The Ninth Circuit has outlined the analysis a district court must undertake when determining if it has subject matter jurisdiction when dealing with potentially artfully-pled pleadings.*fn26 A district court must: (1) examine the well-pled complaint for a federal claim on its face; (2) if no federal claim is found, and the defendant has raised a serious claim of preemption, determine if the claim is preempted; and (3) if the claim is preempted, determine if a remedy is provided by federal law.*fn27 If a remedy is found, the district court has subject matter jurisdiction over the matter; without a remedy, however, the court lacks such jurisdiction.*fn28

In the present case, Plaintiff's potential use of 14 C.F.R. § 91.13 implicates the FARs and could be construed as being within this Court's jurisdiction under federal preemption.*fn29 However, under the requirements of the artful pleading doctrine, Defendants' preemption argument fails and Plaintiff's suit does not fall within this Court's jurisdiction.

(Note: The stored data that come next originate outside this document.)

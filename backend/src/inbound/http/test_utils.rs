//! Test helpers for inbound HTTP components.

use std::sync::Arc;

use actix_http::Request;
use actix_session::{SessionMiddleware, storage::CookieSessionStore};
use actix_web::body::MessageBody;
use actix_web::cookie::{Cookie, Key};
use actix_web::dev::{Service, ServiceResponse};
use actix_web::test;
use serde_json::json;

use crate::domain::ports::CatalogueLoginService;
use crate::domain::test_support::{FixtureClock, fixture_clock, sample_catalogue};
use crate::domain::{AnnotationPolicy, AnnotationService};
use crate::outbound::memory::InMemoryRecordRepository;

use super::state::{HttpState, HttpStatePorts};

/// Session middleware with a fresh key and an insecure cookie for plain
/// HTTP tests.
pub fn test_session_middleware() -> SessionMiddleware<CookieSessionStore> {
    SessionMiddleware::builder(CookieSessionStore::default(), Key::generate())
        .cookie_name("session".to_owned())
        .cookie_secure(false)
        .build()
}

/// State over the sample catalogue and an in-memory store.
pub fn memory_state(policy: AnnotationPolicy) -> (HttpState, Arc<FixtureClock>) {
    let clock = fixture_clock();
    let catalogue = Arc::new(sample_catalogue());
    let service = Arc::new(AnnotationService::new(
        Arc::new(InMemoryRecordRepository::new(clock.clone())),
        catalogue.clone(),
        policy,
        clock.clone(),
    ));
    let state = HttpState::new(HttpStatePorts {
        login: Arc::new(CatalogueLoginService::new(catalogue.clone())),
        annotations: service.clone(),
        annotations_query: service,
    });
    (state, clock)
}

/// Log in as a sample catalogue user (password `<name>-pw`) and return the
/// session cookie.
pub async fn login_cookie<S, B>(app: &S, username: &str) -> Cookie<'static>
where
    S: Service<Request, Response = ServiceResponse<B>, Error = actix_web::Error>,
    B: MessageBody,
{
    let request = test::TestRequest::post()
        .uri("/api/v1/login")
        .set_json(json!({ "username": username, "password": format!("{username}-pw") }))
        .to_request();
    let response = test::call_service(app, request).await;
    assert!(response.status().is_success(), "login as {username} failed");
    response
        .response()
        .cookies()
        .find(|cookie| cookie.name() == "session")
        .expect("session cookie")
        .into_owned()
}
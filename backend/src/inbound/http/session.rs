//! Session helpers to keep HTTP handlers free of framework-specific logic.
//!
//! The session cookie carries only the username. The role is derived from
//! the configured admin name on every request and the ordering seed lives in
//! [`CaseOrderSeeds`](crate::domain::CaseOrderSeeds).

use actix_session::Session;
use actix_web::{FromRequest, HttpRequest, dev::Payload};
use futures_util::future::LocalBoxFuture;
use tracing::warn;

use crate::domain::{Error, Username};

pub(crate) const USERNAME_KEY: &str = "username";

/// Newtype wrapper exposing the session operations handlers need.
#[derive(Clone)]
pub struct SessionContext(Session);

impl SessionContext {
    pub fn new(session: Session) -> Self {
        Self(session)
    }

    /// Store the authenticated username, rotating the session id.
    pub fn persist_user(&self, username: &Username) -> Result<(), Error> {
        self.0.renew();
        self.0
            .insert(USERNAME_KEY, username.as_ref())
            .map_err(|error| Error::internal(format!("failed to persist session: {error}")))
    }

    /// The username stored in the session, if any.
    ///
    /// A cookie holding an invalid username counts as logged out.
    pub fn username(&self) -> Result<Option<Username>, Error> {
        let raw = self
            .0
            .get::<String>(USERNAME_KEY)
            .map_err(|error| Error::internal(format!("failed to read session: {error}")))?;
        Ok(raw.and_then(|raw| match Username::new(raw) {
            Ok(username) => Some(username),
            Err(error) => {
                warn!(%error, "invalid username in session cookie");
                None
            }
        }))
    }

    /// Require a logged-in user or fail with `401 login required`.
    pub fn require_user(&self) -> Result<Username, Error> {
        self.username()?
            .ok_or_else(|| Error::unauthorized("login required"))
    }

    /// Drop every session entry and expire the cookie.
    pub fn clear(&self) {
        self.0.purge();
    }
}

impl FromRequest for SessionContext {
    type Error = actix_web::Error;
    type Future = LocalBoxFuture<'static, Result<Self, Self::Error>>;

    fn from_request(req: &HttpRequest, payload: &mut Payload) -> Self::Future {
        let fut = Session::from_request(req, payload);
        Box::pin(async move { fut.await.map(SessionContext::new) })
    }
}
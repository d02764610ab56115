//! Export or restore the record table as a CSV snapshot.
//!
//! ```text
//! records-snapshot export --out records.csv
//! records-snapshot import --database-url postgres://... records.csv
//! ```
#![cfg_attr(not(any(test, doctest)), deny(clippy::unwrap_used))]
#![cfg_attr(not(any(test, doctest)), deny(clippy::expect_used))]

use std::env;
use std::io;
use std::path::PathBuf;
use std::sync::Arc;

use casedesk::domain::ports::RecordRepository;
use casedesk::domain::snapshot::{read_snapshot, snapshot_bytes};
use casedesk::outbound::cap_fs::{read_file, write_file};
use casedesk::outbound::persistence::{
    DbPool, DieselRecordRepository, PoolConfig, run_pending_migrations,
};
use clap::{Parser, Subcommand};
use mockable::DefaultClock;
use tokio::runtime::Builder;

/// `records-snapshot` command arguments.
#[derive(Debug, Clone, Parser)]
#[command(
    name = "records-snapshot",
    about = "Export or import the annotation record table as CSV",
    version
)]
struct CliArgs {
    /// Database connection URL. Falls back to `DATABASE_URL` when omitted.
    #[arg(long = "database-url", value_name = "url", global = true)]
    database_url: Option<String>,
    #[command(subcommand)]
    command: Command,
}

#[derive(Debug, Clone, Subcommand)]
enum Command {
    /// Write every record to a CSV file.
    Export {
        /// Destination file.
        #[arg(long = "out", value_name = "path")]
        out: PathBuf,
    },
    /// Upsert every row of a CSV file; rows not in the file are kept.
    Import {
        /// Snapshot file to read.
        #[arg(value_name = "path")]
        input: PathBuf,
    },
}

fn main() -> io::Result<()> {
    let runtime = Builder::new_current_thread()
        .enable_all()
        .build()
        .map_err(|error| io::Error::other(format!("create Tokio runtime: {error}")))?;
    runtime.block_on(async_main())
}

async fn async_main() -> io::Result<()> {
    let args = CliArgs::try_parse().map_err(io::Error::other)?;
    let database_url = resolve_database_url(args.database_url)?;

    run_pending_migrations(&database_url)
        .await
        .map_err(|error| io::Error::other(format!("apply migrations: {error}")))?;
    let pool = DbPool::new(PoolConfig::new(&database_url))
        .await
        .map_err(|error| io::Error::other(format!("create database pool: {error}")))?;
    let records = DieselRecordRepository::new(pool, Arc::new(DefaultClock));

    match args.command {
        Command::Export { out } => {
            let rows = records
                .export_all()
                .await
                .map_err(|error| io::Error::other(format!("read records: {error}")))?;
            let bytes = snapshot_bytes(&rows)
                .map_err(|error| io::Error::new(io::ErrorKind::InvalidData, error))?;
            write_file(&out, &bytes).map_err(|error| {
                io::Error::other(format!("write '{}': {error}", out.display()))
            })?;
            println!("exported={}", rows.len());
            println!("path={}", out.display());
        }
        Command::Import { input } => {
            let bytes = read_file(&input).map_err(|error| {
                io::Error::other(format!("read '{}': {error}", input.display()))
            })?;
            let rows = read_snapshot(bytes.as_slice())
                .map_err(|error| io::Error::new(io::ErrorKind::InvalidData, error))?;
            records
                .import_all(&rows)
                .await
                .map_err(|error| io::Error::other(format!("write records: {error}")))?;
            println!("imported={}", rows.len());
        }
    }
    Ok(())
}

fn resolve_database_url(explicit: Option<String>) -> io::Result<String> {
    if let Some(value) = explicit {
        if value.trim().is_empty() {
            return Err(io::Error::new(
                io::ErrorKind::InvalidInput,
                "--database-url must not be empty when provided",
            ));
        }
        return Ok(value);
    }

    let from_env = env::var("DATABASE_URL").map_err(|_| {
        io::Error::new(
            io::ErrorKind::InvalidInput,
            "database URL missing: set --database-url or DATABASE_URL",
        )
    })?;
    if from_env.trim().is_empty() {
        return Err(io::Error::new(
            io::ErrorKind::InvalidInput,
            "DATABASE_URL must not be empty",
        ));
    }
    Ok(from_env)
}
//! Outbound adapters implementing domain ports for external infrastructure.
//!
//! - **persistence**: PostgreSQL record store through Diesel
//! - **memory**: process-local record store for database-less runs and tests
//! - **catalogue_file**: JSON case catalogue loaded at startup
//!
//! Adapters translate between domain types and storage representations and
//! contain no annotation rules.

pub mod cap_fs;
pub mod catalogue_file;
pub mod memory;
pub mod persistence;
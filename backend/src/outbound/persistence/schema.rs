//! Diesel table definitions for the PostgreSQL schema.
//!
//! Must match `backend/migrations` exactly; regenerate with
//! `diesel print-schema` after changing a migration.

diesel::table! {
    /// Annotation records.
    ///
    /// One row per `(username, case_id, ai)`; `ai` is `true` for the
    /// with-aid pass.
    records (username, case_id, ai) {
        username -> Varchar,
        case_id -> Varchar,
        ai -> Bool,
        /// Opaque payload bytes (JSON text as written by the service).
        data -> Bytea,
        /// Accumulated annotation time in seconds.
        elapsed_time -> Int8,
        completed -> Bool,
        /// Server-assigned write time; never moves backwards.
        last_update -> Timestamptz,
    }
}
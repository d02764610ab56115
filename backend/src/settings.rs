//! Application settings loaded via OrthoConfig.
//!
//! Values come from `CASEDESK_*` environment variables, command-line flags
//! or a configuration file. Every field is optional and falls back to the
//! defaults below.

use std::net::{Ipv4Addr, SocketAddr};
use std::path::PathBuf;

use chrono::Duration;
use ortho_config::OrthoConfig;
use serde::Deserialize;

use crate::domain::{AnnotationPolicy, CompletionRule, PassGate, Username, UsernameValidationError};

const DEFAULT_PORT: u16 = 8080;
const DEFAULT_ADMIN: &str = "admin";
const DEFAULT_CATALOGUE: &str = "catalogue.json";

/// Runtime settings of the annotation server.
#[derive(Debug, Clone, Deserialize, OrthoConfig)]
#[ortho_config(prefix = "CASEDESK")]
pub struct AppSettings {
    /// Socket address the HTTP server binds to.
    pub bind_addr: Option<SocketAddr>,
    /// PostgreSQL URL; the in-memory store is used when absent.
    pub database_url: Option<String>,
    /// Path of the JSON case catalogue.
    pub catalogue_path: Option<PathBuf>,
    /// Enable the second (with-aid) annotation pass.
    #[ortho_config(default = false)]
    pub two_pass: bool,
    /// Minimum seconds between completing the first pass of a case and
    /// starting its second pass.
    pub min_interval_secs: Option<u32>,
    /// When a submission counts as complete.
    pub completion_rule: Option<CompletionRule>,
    /// Name of the administrator account.
    pub admin_username: Option<String>,
}

impl AppSettings {
    pub fn bind_addr(&self) -> SocketAddr {
        self.bind_addr
            .unwrap_or_else(|| SocketAddr::from((Ipv4Addr::UNSPECIFIED, DEFAULT_PORT)))
    }

    pub fn database_url(&self) -> Option<&str> {
        self.database_url
            .as_deref()
            .map(str::trim)
            .filter(|url| !url.is_empty())
    }

    pub fn catalogue_path(&self) -> PathBuf {
        self.catalogue_path
            .clone()
            .unwrap_or_else(|| PathBuf::from(DEFAULT_CATALOGUE))
    }

    pub fn min_interval(&self) -> Duration {
        Duration::seconds(i64::from(self.min_interval_secs.unwrap_or(0)))
    }

    pub fn completion_rule(&self) -> CompletionRule {
        self.completion_rule.unwrap_or_default()
    }

    pub fn admin_username(&self) -> Result<Username, UsernameValidationError> {
        Username::new(self.admin_username.as_deref().unwrap_or(DEFAULT_ADMIN))
    }

    /// Annotation rules derived from these settings.
    pub fn policy(&self) -> AnnotationPolicy {
        AnnotationPolicy {
            completion_rule: self.completion_rule(),
            gate: self.two_pass.then(|| PassGate::new(self.min_interval())),
        }
    }
}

The Ninth Circuit has made it clear that where a defendant argues preemption over a state claim as a defense to a motion to remand, there must be some federal remedy available to the plaintiff in order for a district court to have jurisdiction over such claim.*fn30 Even if 14 C.F.R. § 91.13 were determined to establish a relevant standard of care, it does not provide any specific remedy to Plaintiff. Without such a remedy, Defendants' preemption defense fails to establish subject matter jurisdiction. Therefore, due to Plaintiff's suit being improperly removed to this Court, such suit must immediately be remanded to state court for any further proceedings.


For the foregoing reasons, Plaintiff is entitled to remand under 28 U.S.C. § 1447(c). Accordingly, Plaintiff's Motion to Remand at Docket 11 is hereby GRANTED. Furthermore, because the Court finds that Defendants had an "objectively reasonable basis for seeking removal," Plaintiff's request for costs and attorney fees is DENIED.*fn31


ENTERED this 11th day of January, 2011.